Page MenuHomePhabricator

RFC: Re-evaluate varnish-level request-restart behavior on 5xx
Closed, ResolvedPublic

Description

Our Varnish config currently retries 503 responses a fixed number of times, between 1 (text) and 4 (Parsoid,bits) times.

To avoid exacerbating overload situations, we should only retry 503s if a Retry-After header signals that this is permissible.

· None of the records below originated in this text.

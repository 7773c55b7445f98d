use serde::Serialize;

use crate::domain::order::{
    can_change_status_all, can_resend_all, BatchAction, BatchRequest, BatchScope, BatchWarning,
    OrderTarget, SelectedOrder, SelectionSet, StatusCode,
};
use crate::models::OrderId;
use crate::service::{MutationEnvelope, ServiceError};

// ============================================================================
// Batch Action Workflow
// ============================================================================
//
// Idle -> Confirming -> Submitting -> Settled
//
// - trigger:  Idle/Settled -> Confirming, after precondition checks
// - decline:  Confirming -> Idle, no side effects
// - confirm:  Confirming -> Submitting, hands out the one mutation to send
// - settle:   Submitting -> Settled on success, -> Idle on failure
//
// Only one mutation is ever outstanding; triggers while Submitting are
// refused with `BatchWarning::Busy`.
//
// ============================================================================

#[derive(Debug, Clone, Copy, PartialEq, Eq, Serialize)]
pub enum WorkflowPhase {
    Idle,
    Confirming,
    Submitting,
    Settled,
}

/// A batch action waiting for (or going through) submission.
#[derive(Debug, Clone, PartialEq)]
pub struct PendingBatch {
    pub action: BatchAction,
    pub target: OrderTarget,
}

/// What the confirmation dialog shows.
#[derive(Debug, Clone, PartialEq)]
pub struct BatchPrompt {
    pub action: BatchAction,
    pub order_ids: Vec<OrderId>,
}

impl BatchPrompt {
    pub fn count(&self) -> usize {
        self.order_ids.len()
    }
}

#[derive(Debug, Clone, PartialEq)]
pub enum BatchOutcome {
    Succeeded {
        action: BatchAction,
        count: usize,
        message: String,
    },
    Failed {
        action: BatchAction,
        message: String,
    },
}

impl BatchOutcome {
    pub fn is_success(&self) -> bool {
        matches!(self, BatchOutcome::Succeeded { .. })
    }

    pub fn message(&self) -> &str {
        match self {
            BatchOutcome::Succeeded { message, .. } | BatchOutcome::Failed { message, .. } => message,
        }
    }
}

pub struct BatchWorkflow {
    phase: WorkflowPhase,
    pending: Option<PendingBatch>,
    default_failure_message: String,
}

impl BatchWorkflow {
    pub fn new(default_failure_message: impl Into<String>) -> Self {
        Self {
            phase: WorkflowPhase::Idle,
            pending: None,
            default_failure_message: default_failure_message.into(),
        }
    }

    pub fn phase(&self) -> WorkflowPhase {
        self.phase
    }

    pub fn is_busy(&self) -> bool {
        self.phase == WorkflowPhase::Submitting
    }

    pub fn pending(&self) -> Option<&PendingBatch> {
        self.pending.as_ref()
    }

    /// Validate a batch request and open its confirmation.
    pub fn trigger(
        &mut self,
        request: BatchRequest,
        selection: &SelectionSet,
    ) -> Result<BatchPrompt, BatchWarning> {
        match self.phase {
            WorkflowPhase::Submitting => return Err(BatchWarning::Busy),
            WorkflowPhase::Confirming => {
                let open = self
                    .pending
                    .as_ref()
                    .map(|p| p.action)
                    .unwrap_or(request.action);
                return Err(BatchWarning::AlreadyConfirming(open));
            }
            WorkflowPhase::Idle | WorkflowPhase::Settled => {}
        }

        let (entries, target, scoped_to_selection) = match &request.scope {
            BatchScope::Single(row) => (vec![SelectedOrder::from(row)], OrderTarget::One(row.id), false),
            BatchScope::Selection => {
                if selection.is_empty() {
                    return Err(BatchWarning::EmptySelection);
                }
                let entries: Vec<SelectedOrder> = selection.iter().copied().collect();
                (entries, OrderTarget::Many(selection.ids()), true)
            }
        };

        check_preconditions(request.action, &entries, scoped_to_selection.then_some(selection))?;

        let prompt = BatchPrompt {
            action: request.action,
            order_ids: target.ids(),
        };

        tracing::info!(
            action = request.action.label(),
            count = prompt.count(),
            "Batch action awaiting confirmation"
        );

        self.pending = Some(PendingBatch {
            action: request.action,
            target,
        });
        self.phase = WorkflowPhase::Confirming;

        Ok(prompt)
    }

    /// Close the confirmation without doing anything.
    pub fn decline(&mut self) -> Result<BatchAction, BatchWarning> {
        if self.phase != WorkflowPhase::Confirming {
            return Err(BatchWarning::NothingToConfirm);
        }
        let action = self
            .pending
            .take()
            .map(|p| p.action)
            .ok_or(BatchWarning::NothingToConfirm)?;

        tracing::debug!(action = action.label(), "Batch action declined");
        self.phase = WorkflowPhase::Idle;
        Ok(action)
    }

    /// Confirm the open prompt. The returned batch must be submitted and
    /// then passed back through [`BatchWorkflow::settle`].
    pub fn confirm(&mut self) -> Result<PendingBatch, BatchWarning> {
        match self.phase {
            WorkflowPhase::Submitting => return Err(BatchWarning::Busy),
            WorkflowPhase::Confirming => {}
            WorkflowPhase::Idle | WorkflowPhase::Settled => return Err(BatchWarning::NothingToConfirm),
        }

        let pending = self.pending.clone().ok_or(BatchWarning::NothingToConfirm)?;
        self.phase = WorkflowPhase::Submitting;

        tracing::info!(
            action = pending.action.label(),
            count = pending.target.len(),
            "Submitting batch action"
        );

        Ok(pending)
    }

    /// Record the server's answer for the batch in flight.
    pub fn settle(&mut self, reply: Result<MutationEnvelope, ServiceError>) -> BatchOutcome {
        let pending = self.pending.take();
        let (action, count) = match &pending {
            Some(p) => (p.action, p.target.len()),
            None => (BatchAction::Resend, 0),
        };

        let outcome = match reply {
            Ok(envelope) if envelope.is_success() => BatchOutcome::Succeeded {
                action,
                count,
                message: envelope
                    .message
                    .unwrap_or_else(|| format!("{action} done for {count} order(s)")),
            },
            Ok(envelope) => BatchOutcome::Failed {
                action,
                message: envelope
                    .message
                    .filter(|m| !m.trim().is_empty())
                    .unwrap_or_else(|| self.default_failure_message.clone()),
            },
            Err(error) => {
                tracing::error!(action = action.label(), error = %error, "Batch request failed");
                BatchOutcome::Failed {
                    action,
                    message: self.default_failure_message.clone(),
                }
            }
        };

        self.phase = if outcome.is_success() {
            WorkflowPhase::Settled
        } else {
            WorkflowPhase::Idle
        };

        outcome
    }

    /// Drop an open confirmation, e.g. when the selection it was built from
    /// is cleared. A submission in flight is left alone.
    pub fn dismiss(&mut self) {
        if self.phase == WorkflowPhase::Confirming {
            self.pending = None;
            self.phase = WorkflowPhase::Idle;
        }
    }
}

fn check_preconditions(
    action: BatchAction,
    entries: &[SelectedOrder],
    selection: Option<&SelectionSet>,
) -> Result<(), BatchWarning> {
    match action {
        BatchAction::CancelAndRefund => {
            if let Some(blocked) = entries.iter().find(|e| e.status.blocks_cancel_and_refund()) {
                tracing::warn!(
                    order_id = %blocked.id,
                    status = %blocked.status,
                    "Cancel and refund blocked by order status"
                );
                return Err(BatchWarning::DisallowedStatusMix {
                    order_id: blocked.id,
                    status: blocked.status,
                });
            }
        }
        BatchAction::Resend => {
            let all_failed = match selection {
                Some(selection) => can_resend_all(selection),
                None => entries.iter().all(|e| e.status == StatusCode::Fail),
            };
            if !all_failed {
                return Err(BatchWarning::NotAllFailed);
            }
        }
        BatchAction::ChangeStatus(_) => {
            let allowed = match selection {
                Some(selection) => can_change_status_all(selection),
                None => !entries.iter().any(|e| e.status.blocks_status_change()),
            };
            if !allowed {
                return Err(BatchWarning::StatusChangeNotAllowed);
            }
        }
    }
    Ok(())
}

See also: T97204: RFC: Request timeouts and retries

Details

Related Gerrit Patches:

Event Timeline

GWicke raised the priority of this task from to High.
GWicke updated the task description. (Show Details)
GWicke added subscribers: mobrovac, daniel, faidon and 5 others.
Restricted Application added a subscriber: Aklapper. · View Herald TranscriptApr 25 2015, 2:06 AM
GWicke updated the task description. (Show Details)Apr 25 2015, 2:12 AM
GWicke set Security to None.
GWicke updated the task description. (Show Details)Apr 25 2015, 9:12 PM
BBlack moved this task from Triage to Up Next on the Traffic board.Apr 26 2015, 2:35 PM
BBlack claimed this task.EditedApr 26 2015, 2:46 PM
BBlack added a subscriber: Arlolra.

Re: Retry-After: I don't think we can (or want to) do anything with a backend's timeout value here in varnish. We can't actually pause a request and hang around for e.g. 5 seconds at this level. Either we retry immediately (to a different backend from a pool), or we bail out with an error to the user. We could use it as a boolean signal, but then we're completely ignoring any time advice there. We could potentially use the cache obj/ttl infrastructure to try to make Retry-After work for further requests per-resource, but again (as I said elsewhere) I don't think Retry-After has per-resource semantics anyways. Retry-After is probably something we only want to set (if anywhere) at the very outer layer heading back to an outside-of-WMF consumer.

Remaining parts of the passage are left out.